Mom had remarried and moved to a smaller condo with her new husband, but she kept hanging on to this damn business as if her life depended on it. I always suspected she wanted to prove to Daddy that she’d made something of it. I’d suggested a location change to the East End and she’d taken that as a sign that I’d help her make the move this summer.
“Been studying astronomy in your spare time?” Shane asked.
Dakota stood near the rear wheel next to Shane, whose hands were shoved deep in his pockets. I gave them both a cursory glance to check for any signs of fooling around. The way his gaze roamed over her profile in quiet admiration made something stir inside my chest. Like a quiet yet potent surge of longing for someone I once loved. But then it slid away and I chalked it up to the nostalgia of being around this place again.
“The stars are brighter out here, asshead,” I said. “You know that.”
Dakota shook her head. “God, I missed your face. But your potty mouth? Not so much.”
“I appreciate Rachel’s potty mouth,” Shane said, wiggling his eyebrows.
“That’s a given,” Dakota said, rolling her eyes. “Boys.”
“I’m a complete package,” I said with a wink. “Take it or leave it.”
My effortless banter with my childhood friends was reminiscent of the same easiness I shared with my college friends, Avery and Ella. Except with Dakota and Shane, the easiness was real. I was someone different with my friends from school. Someone bolder and unattached—because if I was bold and unattached, I didn’t have to be me. Coming home had knocked some of that newfangled fire out of me, stripped me down to who I really was.
Dakota fingered the yellowed, peeling sticker on the truck’s bumper. Life’s a bitch and then you die. The adage found everywhere—widely accepted, even—from coffee mugs to greeting cards. I agreed it was a fair summation. Apart from the fact that I’d cheated death, which meant that bitch had spared me, so maybe she wasn’t so bad after all.
“You miss the city, Rachel?” Shane asked. He was ruggedly handsome, and he and Dakota would definitely make a sweet couple. He was kind and cool and never an asshole, which endeared him to me most of all. He still felt guilty about that night. I could see it in his eyes. But it had been my decision to hop on the back of his bike with no helmet for the ride of my life with Miles—only to return as wrecked as the motorcycle.
“It’s not like we’re in the boonies.” Dakota snorted. “The city’s only a train ride away and I’m guessing it wasn’t such a big change for her after all. Right, Rach?”
“Only a change of scenery, really.” I took a sip of my beer and returned to stargazing.
Dakota knew I’d left for college dejected, after Miles had broken things off while I was still laid up in the hospital. I left for a place far away, where no one would know to treat me differently, as everyone had been doing since my recovery.
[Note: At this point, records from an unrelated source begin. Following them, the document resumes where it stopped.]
//! Display model.
//!
//! [`DashboardView`] is built from the outcome of one refresh and holds every
//! string either renderer shows. Renderers only pick colours and layout.

use keylevel_core::{
    ts_to_datetime, Analysis, Config, Error, InsufficientHistory, KeyLevelRow, LookbackPeriod,
    Result, SampleInterval,
};
use serde::Serialize;

pub const LAST_PRICE: &str = "Last Price";
pub const MARKET_BIAS: &str = "Market Bias";
pub const BIAS_CONFIDENCE: &str = "Bias Confidence (%)";

/// Semantic colour of a value.
#[derive(Debug, Clone, Copy, PartialEq, Eq, Serialize)]
#[serde(rename_all = "snake_case")]
pub enum Tone {
    Neutral,
    Positive,
    Negative,
    Warning,
    Error,
}

/// What the last refresh produced.
#[derive(Debug, Clone, PartialEq, Eq, Serialize)]
#[serde(rename_all = "snake_case", tag = "state", content = "detail")]
pub enum ViewState {
    /// No refresh has completed yet.
    Loading,
    /// Every metric computed.
    Ready,
    /// Some metric lacked history.
    Partial,
    /// The source returned no bars.
    NoData,
    /// Fetch, validation or configuration failed.
    Failed(String),
}

/// One labelled value in the metric row.
#[derive(Debug, Clone, PartialEq, Serialize)]
pub struct MetricCard {
    pub label: String,
    pub value: String,
    pub tone: Tone,
}

impl MetricCard {
    fn new(label: impl Into<String>, value: impl Into<String>, tone: Tone) -> Self {
        Self {
            label: label.into(),
            value: value.into(),
            tone,
        }
    }

    fn insufficient(label: impl Into<String>, missing: &InsufficientHistory) -> Self {
        Self::new(label, insufficient_text(missing), Tone::Warning)
    }
}

/// A line of text with its tone.
#[derive(Debug, Clone, PartialEq, Serialize)]
pub struct StatusLine {
    pub text: String,
    pub tone: Tone,
}

/// Everything shown on one screen.
#[derive(Debug, Clone, PartialEq, Serialize)]
pub struct DashboardView {
    pub title: String,
    pub subtitle: String,
    pub footer: String,
    pub symbol: String,
    pub period: LookbackPeriod,
    pub interval: SampleInterval,
    pub state: ViewState,
    pub metrics: Vec<MetricCard>,
    pub key_levels: Vec<KeyLevelRow>,
    pub status: StatusLine,
    /// Time of the last bar, formatted.
    pub as_of: Option<String>,
    pub bar_count: usize,
}

fn insufficient_text(missing: &InsufficientHistory) -> String {
    format!(
        "insufficient data, need >= {} bars (have {})",
        missing.required, missing.available
    )
}

fn atr_label(window: usize) -> String {
    format!("Average True Range ({window})")
}

impl DashboardView {
    fn empty(config: &Config, state: ViewState, status: StatusLine) -> Self {
        let dashboard = &config.dashboard;
        Self {
            title: dashboard.title.clone(),
            subtitle: dashboard.subtitle.clone(),
            footer: dashboard.footer.clone(),
            symbol: config.instrument.symbol.clone(),
            period: config.instrument.lookback,
            interval: config.instrument.interval,
            state,
            metrics: Vec::new(),
            key_levels: Vec::new(),
            status,
            as_of: None,
            bar_count: 0,
        }
    }

    /// View shown before the first refresh completes.
    pub fn loading(config: &Config) -> Self {
        Self::empty(
            config,
            ViewState::Loading,
            StatusLine {
                text: format!("Fetching {}...", config.instrument.symbol),
                tone: Tone::Neutral,
            },
        )
    }

    /// Build the view for one refresh outcome.
    pub fn build(config: &Config, outcome: &Result<Analysis>) -> Self {
        match outcome {
            Ok(analysis) => Self::from_analysis(config, analysis),
            Err(Error::DataUnavailable) => Self::empty(
                config,
                ViewState::NoData,
                StatusLine {
                    text: format!(
                        "No data for {} ({}/{})",
                        config.instrument.symbol,
                        config.instrument.lookback,
                        config.instrument.interval
                    ),
                    tone: Tone::Warning,
                },
            ),
            Err(e) => Self::empty(
                config,
                ViewState::Failed(e.to_string()),
                StatusLine {
                    text: e.to_string(),
                    tone: Tone::Error,
                },
            ),
        }
    }

    fn from_analysis(config: &Config, analysis: &Analysis) -> Self {
        let display_name = &config.instrument.display_name;
        let mut metrics = vec![MetricCard::new(
            LAST_PRICE,
            format!("{:.2}", analysis.last_price),
            Tone::Neutral,
        )];
        let mut key_levels = Vec::new();

        let status = match &analysis.volatility {
            Ok(vol) => {
                metrics.push(MetricCard::new(atr_label(vol.window), format!("{:.2}", vol.atr), Tone::Neutral));
                key_levels.extend(vol.key_levels.rows());
                StatusLine {
                    text: keylevel_core::proximity_message(display_name, vol.proximity),
                    tone: Tone::Positive,
                }
            }
            Err(missing) => {
                metrics.push(MetricCard::insufficient(atr_label(missing.required), missing));
                StatusLine {
                    text: format!("No key levels for {display_name}: {}", insufficient_text(missing)),
                    tone: Tone::Warning,
                }
            }
        };

        match &analysis.bias {
            Ok(reading) => {
                let tone = if reading.bias.is_bullish() {
                    Tone::Positive
                } else {
                    Tone::Negative
                };
                metrics.push(MetricCard::new(MARKET_BIAS, reading.bias.label(), tone));
                metrics.push(MetricCard::new(
                    BIAS_CONFIDENCE,
                    format!("{:.2}%", reading.confidence),
                    Tone::Neutral,
                ));
            }
            Err(missing) => {
                metrics.push(MetricCard::insufficient(MARKET_BIAS, missing));
                metrics.push(MetricCard::new(BIAS_CONFIDENCE, "-", Tone::Neutral));
            }
        }

        let state = if analysis.volatility.is_ok() && analysis.bias.is_ok() {
            ViewState::Ready
        } else {
            ViewState::Partial
        };

        Self {
            state,
            metrics,
            key_levels,
            as_of: ts_to_datetime(analysis.ts_ms).map(|dt| dt.format("%Y-%m-%d %H:%M UTC").to_string()),
            bar_count: analysis.bar_count,
            ..Self::empty(config, ViewState::Loading, status)
        }
    }

    /// Header line naming the instrument and selection.
    pub fn selection(&self) -> String {
        format!("{}  period {}  interval {}", self.symbol, self.period, self.interval)
    }

    /// Card with the given label, if present.
    pub fn metric(&self, label: &str) -> Option<&MetricCard> {
        self.metrics.iter().find(|m| m.label == label)
    }
}

#[cfg(test)]
mod tests {
    use super::*;
    use keylevel_core::Bar;
    use keylevel_features::confidence::rng_from_seed;
    use keylevel_features::VolatilityBiasEngine;

    const START_MS: i64 = 1_700_000_000_000;

    fn analysis(closes: impl IntoIterator<Item = f64>) -> Result<Analysis> {
        let bars = closes
            .into_iter()
            .enumerate()
            .map(|(i, c)| Bar::new(START_MS + i as i64 * 300_000, c, c + 0.5, c - 0.5, c))
            .collect();
        let engine = VolatilityBiasEngine::from_config(&Config::default())?;
        engine.run(bars, &mut rng_from_seed(Some(3)))
    }

    #[test]
    fn test_ready_view() {
        let config = Config::default();
        let view = DashboardView::build(&config, &analysis((100..120).map(f64::from)));

        assert_eq!(view.state, ViewState::Ready);
        assert_eq!(view.bar_count, 20);
        assert_eq!(view.metric(LAST_PRICE).unwrap().value, "119.00");

        let atr = view.metric("Average True Range (14)").unwrap();
        assert_eq!(atr.value, "1.50");

        let bias = view.metric(MARKET_BIAS).unwrap();
        assert_eq!(bias.value, "Bullish");
        assert_eq!(bias.tone, Tone::Positive);

        let confidence = view.metric(BIAS_CONFIDENCE).unwrap();
        assert!(confidence.value.ends_with('%'));

        assert_eq!(view.key_levels.len(), 2);
        assert_eq!(view.key_levels[0].price, "120.50");
        assert_eq!(view.key_levels[1].price, "117.50");
        assert_eq!(view.status.text, "NQ is 1.50 pts away from nearest key level");
        assert_eq!(view.as_of.as_deref(), Some("2023-11-14 23:48 UTC"));
    }

    #[test]
    fn test_partial_view() {
        let config = Config::default();
        let view = DashboardView::build(&config, &analysis((0..15).map(|_| 100.0)));

        assert_eq!(view.state, ViewState::Partial);
        assert_eq!(view.metric("Average True Range (14)").unwrap().value, "1.00");
        assert_eq!(view.key_levels.len(), 2);

        let bias = view.metric(MARKET_BIAS).unwrap();
        assert_eq!(bias.tone, Tone::Warning);
        assert_eq!(bias.value, "insufficient data, need >= 20 bars (have 15)");
        assert_eq!(view.metric(BIAS_CONFIDENCE).unwrap().value, "-");
    }

    #[test]
    fn test_short_history_has_no_key_levels() {
        let config = Config::default();
        let view = DashboardView::build(&config, &analysis((0..10).map(|_| 100.0)));

        assert_eq!(view.state, ViewState::Partial);
        assert!(view.key_levels.is_empty());
        assert_eq!(view.status.tone, Tone::Warning);
        assert!(view.status.text.contains("need >= 14 bars"));
    }

    #[test]
    fn test_no_data_view() {
        let config = Config::default();
        let view = DashboardView::build(&config, &Err(Error::DataUnavailable));

        assert_eq!(view.state, ViewState::NoData);
        assert!(view.metrics.is_empty());
        assert_eq!(view.status.text, "No data for NQ=F (1d/5m)");
    }

    #[test]
    fn test_failed_view() {
        let config = Config::default();
        let view = DashboardView::build(&config, &Err(Error::source("unknown symbol 'ZZ=F'")));

        assert!(matches!(view.state, ViewState::Failed(_)));
        assert_eq!(view.status.tone, Tone::Error);
        assert_eq!(view.status.text, "Data source error: unknown symbol 'ZZ=F'");
    }

    #[test]
    fn test_loading_view() {
        let view = DashboardView::loading(&Config::default());
        assert_eq!(view.state, ViewState::Loading);
        assert_eq!(view.selection(), "NQ=F  period 1d  interval 5m");
        assert_eq!(view.title, "Virtuflore Investments");
    }
}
I’d gone through months of rehab by the time I left, and despite occasional headaches, a slightly off-balance gait, and numbness in my fingers from time to time, nobody at college suspected I’d suffered a near-fatal subdural hematoma—in other words, a brain bleed, caused by the impact of the accident.
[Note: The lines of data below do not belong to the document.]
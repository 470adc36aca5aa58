//! Feature computation for the keylevel-tracker system.
//!
//! This crate handles:
//! - True range and rolling average true range (ATR)
//! - Rolling mean of close and the bias derived from it
//! - Bias confidence scoring
//! - Key levels and proximity
//! - The engine tying them into one `Analysis` per bar sequence

pub mod atr;
pub mod rolling_mean;
pub mod confidence;
pub mod levels;
pub mod engine;

pub use atr::{AverageTrueRange, TrueRange};
pub use rolling_mean::RollingMean;
pub use confidence::{ConfidenceModel, ConfidenceStrategy};
pub use engine::VolatilityBiasEngine;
“Always wanted to hang at the less touristy places,” Shane said. “But Dakota didn’t invite me on her trip during winter break.”
Dakota bumped Shane with her hip. “That’s because I needed girl time with Rachel. I was afraid she’d forgotten about me.”
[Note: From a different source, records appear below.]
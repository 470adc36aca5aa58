//! Terminal dashboard.
//!
//! Keys: `p` cycles the lookback period, `i` cycles the interval, `r` forces a
//! refresh, `q` / `Esc` quits. The view auto-refreshes every `refresh_secs`.

use crate::app::App;
use crate::view::{DashboardView, MetricCard, Tone, ViewState};
use chrono::{DateTime, Local, Utc};
use crossterm::{
    event::{self, Event, KeyCode, KeyEvent, KeyEventKind},
    execute,
    terminal::{disable_raw_mode, enable_raw_mode, EnterAlternateScreen, LeaveAlternateScreen},
};
use keylevel_ingestion::BarSource;
use ratatui::{
    backend::{Backend, CrosstermBackend},
    layout::{Alignment, Constraint, Direction, Layout, Rect},
    style::{Color, Modifier, Style},
    text::{Line, Span},
    widgets::{Block, Borders, Cell, Paragraph, Row, Table},
    Frame, Terminal,
};
use std::io;
use std::time::{Duration, Instant};

const POLL_INTERVAL: Duration = Duration::from_millis(250);

/// Run the dashboard until the user quits.
pub async fn run<S: BarSource>(app: &mut App<S>) -> anyhow::Result<()> {
    // Restore the terminal on panic
    let original_hook = std::panic::take_hook();
    std::panic::set_hook(Box::new(move |panic_info| {
        let _ = disable_raw_mode();
        let _ = execute!(io::stdout(), LeaveAlternateScreen);
        original_hook(panic_info);
    }));

    enable_raw_mode()?;
    let mut stdout = io::stdout();
    execute!(stdout, EnterAlternateScreen)?;
    let backend = CrosstermBackend::new(stdout);
    let mut terminal = Terminal::new(backend)?;

    let result = event_loop(&mut terminal, app).await;

    disable_raw_mode()?;
    execute!(terminal.backend_mut(), LeaveAlternateScreen)?;
    terminal.show_cursor()?;
    result
}

/// What a key press asks for.
#[derive(Debug, Clone, Copy, PartialEq, Eq)]
enum Action {
    Quit,
    Refresh,
    CyclePeriod,
    CycleInterval,
}

fn action_for(key: &KeyEvent) -> Option<Action> {
    if key.kind != KeyEventKind::Press {
        return None;
    }
    match key.code {
        KeyCode::Char('q') | KeyCode::Esc => Some(Action::Quit),
        KeyCode::Char('r') => Some(Action::Refresh),
        KeyCode::Char('p') => Some(Action::CyclePeriod),
        KeyCode::Char('i') => Some(Action::CycleInterval),
        _ => None,
    }
}

/// Wait for the next terminal event on the blocking pool.
///
/// `event::poll` blocks its thread for up to `POLL_INTERVAL`; running it
/// through `spawn_blocking` keeps the runtime free for fetches.
async fn next_event<F>(poll: F) -> anyhow::Result<Option<Event>>
where
    F: FnOnce() -> io::Result<Option<Event>> + Send + 'static,
{
    Ok(tokio::task::spawn_blocking(poll).await??)
}

fn poll_terminal() -> io::Result<Option<Event>> {
    if event::poll(POLL_INTERVAL)? {
        event::read().map(Some)
    } else {
        Ok(None)
    }
}

async fn event_loop<B: Backend, S: BarSource>(
    terminal: &mut Terminal<B>,
    app: &mut App<S>,
) -> anyhow::Result<()> {
    terminal.draw(|f| render_ui(f, app.view(), app.last_refresh()))?;
    app.refresh().await;
    let mut last_refresh = Instant::now();

    loop {
        if last_refresh.elapsed() >= app.refresh_interval() {
            app.refresh().await;
            last_refresh = Instant::now();
        }

        terminal.draw(|f| render_ui(f, app.view(), app.last_refresh()))?;

        let Some(Event::Key(key)) = next_event(poll_terminal).await? else {
            continue;
        };
        let Some(action) = action_for(&key) else {
            continue;
        };

        match action {
            Action::Quit => break,
            Action::Refresh => {
                app.force_refresh().await;
            }
            Action::CyclePeriod => {
                app.cycle_period();
                terminal.draw(|f| render_ui(f, app.view(), app.last_refresh()))?;
                app.refresh().await;
            }
            Action::CycleInterval => {
                app.cycle_interval();
                terminal.draw(|f| render_ui(f, app.view(), app.last_refresh()))?;
                app.refresh().await;
            }
        }
        last_refresh = Instant::now();
    }

    Ok(())
}

fn tone_style(tone: Tone) -> Style {
    match tone {
        Tone::Neutral => Style::default().fg(Color::White),
        Tone::Positive => Style::default().fg(Color::Green),
        Tone::Negative => Style::default().fg(Color::Red),
        Tone::Warning => Style::default().fg(Color::Yellow),
        Tone::Error => Style::default().fg(Color::Red).add_modifier(Modifier::BOLD),
    }
}

/// Draw the whole screen.
pub fn render_ui(f: &mut Frame, view: &DashboardView, last_refresh: Option<DateTime<Utc>>) {
    let chunks = Layout::default()
        .direction(Direction::Vertical)
        .constraints([
            Constraint::Length(5),
            Constraint::Length(4),
            Constraint::Length(6),
            Constraint::Length(3),
            Constraint::Min(0),
            Constraint::Length(1),
        ])
        .split(f.area());

    render_header(f, view, chunks[0]);
    render_metrics(f, view, chunks[1]);
    render_key_levels(f, view, chunks[2]);
    render_status(f, view, chunks[3]);
    render_footer(f, view, last_refresh, chunks[5]);
}

fn render_header(f: &mut Frame, view: &DashboardView, area: Rect) {
    let mut lines = vec![
        Line::from(Span::styled(
            view.title.clone(),
            Style::default().fg(Color::Cyan).add_modifier(Modifier::BOLD),
        )),
        Line::from(Span::styled(view.subtitle.clone(), Style::default().fg(Color::Gray))),
    ];

    let mut selection = vec![Span::styled(view.selection(), Style::default().fg(Color::White))];
    if let Some(as_of) = &view.as_of {
        selection.push(Span::raw("  "));
        selection.push(Span::styled(
            format!("last bar {as_of} ({} bars)", view.bar_count),
            Style::default().fg(Color::DarkGray),
        ));
    }
    lines.push(Line::from(selection));

    let block = Block::default()
        .borders(Borders::ALL)
        .border_style(Style::default().fg(Color::White));
    f.render_widget(Paragraph::new(lines).block(block), area);
}

fn render_metrics(f: &mut Frame, view: &DashboardView, area: Rect) {
    if view.metrics.is_empty() {
        let text = match view.state {
            ViewState::Loading => "Loading...",
            _ => "No metrics",
        };
        let block = Block::default().title(" METRICS ").borders(Borders::ALL);
        f.render_widget(
            Paragraph::new(text)
                .style(Style::default().fg(Color::DarkGray))
                .alignment(Alignment::Center)
                .block(block),
            area,
        );
        return;
    }

    let n = view.metrics.len() as u32;
    let cells = Layout::default()
        .direction(Direction::Horizontal)
        .constraints(view.metrics.iter().map(|_| Constraint::Ratio(1, n)))
        .split(area);

    for (metric, cell) in view.metrics.iter().zip(cells.iter()) {
        render_metric(f, metric, *cell);
    }
}

fn render_metric(f: &mut Frame, metric: &MetricCard, area: Rect) {
    let block = Block::default()
        .title(format!(" {} ", metric.label))
        .borders(Borders::ALL)
        .border_style(Style::default().fg(Color::White));
    let value = Paragraph::new(Line::from(Span::styled(
        metric.value.clone(),
        tone_style(metric.tone).add_modifier(Modifier::BOLD),
    )))
    .alignment(Alignment::Center)
    .block(block);
    f.render_widget(value, area);
}

fn render_key_levels(f: &mut Frame, view: &DashboardView, area: Rect) {
    let header_style = Style::default().fg(Color::Yellow).add_modifier(Modifier::BOLD);
    let header = Row::new(vec![
        Cell::from("Key Level").style(header_style),
        Cell::from("Price").style(header_style),
    ])
    .height(1);

    let rows: Vec<Row> = view
        .key_levels
        .iter()
        .map(|row| {
            let colour = if row.label == "Upper" { Color::Green } else { Color::Red };
            Row::new(vec![
                Cell::from(row.label).style(Style::default().fg(colour)),
                Cell::from(row.price.clone()).style(Style::default().fg(Color::White)),
            ])
            .height(1)
        })
        .collect();

    let table = Table::new(rows, [Constraint::Length(12), Constraint::Length(14)])
        .header(header)
        .block(
            Block::default()
                .borders(Borders::ALL)
                .title(" KEY LEVELS (ATR-based) ")
                .border_style(Style::default().fg(Color::White)),
        );
    f.render_widget(table, area);
}

fn render_status(f: &mut Frame, view: &DashboardView, area: Rect) {
    let block = Block::default()
        .borders(Borders::ALL)
        .border_style(tone_style(view.status.tone));
    let status = Paragraph::new(Span::styled(
        view.status.text.clone(),
        tone_style(view.status.tone),
    ))
    .block(block);
    f.render_widget(status, area);
}

fn render_footer(f: &mut Frame, view: &DashboardView, last_refresh: Option<DateTime<Utc>>, area: Rect) {
    let refreshed = match last_refresh {
        Some(ts) => format!("refreshed {}", ts.with_timezone(&Local).format("%H:%M:%S")),
        None => "not refreshed yet".to_string(),
    };
    let line = Line::from(vec![
        Span::styled(view.footer.clone(), Style::default().add_modifier(Modifier::BOLD)),
        Span::raw("  |  "),
        Span::styled(refreshed, Style::default().fg(Color::DarkGray)),
        Span::raw("  |  "),
        Span::styled(
            "p period  i interval  r refresh  q quit",
            Style::default().fg(Color::DarkGray),
        ),
    ]);
    f.render_widget(Paragraph::new(line), area);
}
That little dig was for my benefit. I’d kept my distance, even from my best friend, because she was impossibly perfect and I felt like I couldn’t measure up during my recovery. She’d become an unrelenting cheerleader in rehab, constantly pushing me to try harder, do better—rah, rah, rah!—but I had practically caved from the pressure.
“I’d never forget you, babe.” Still, she was the one person who knew me best.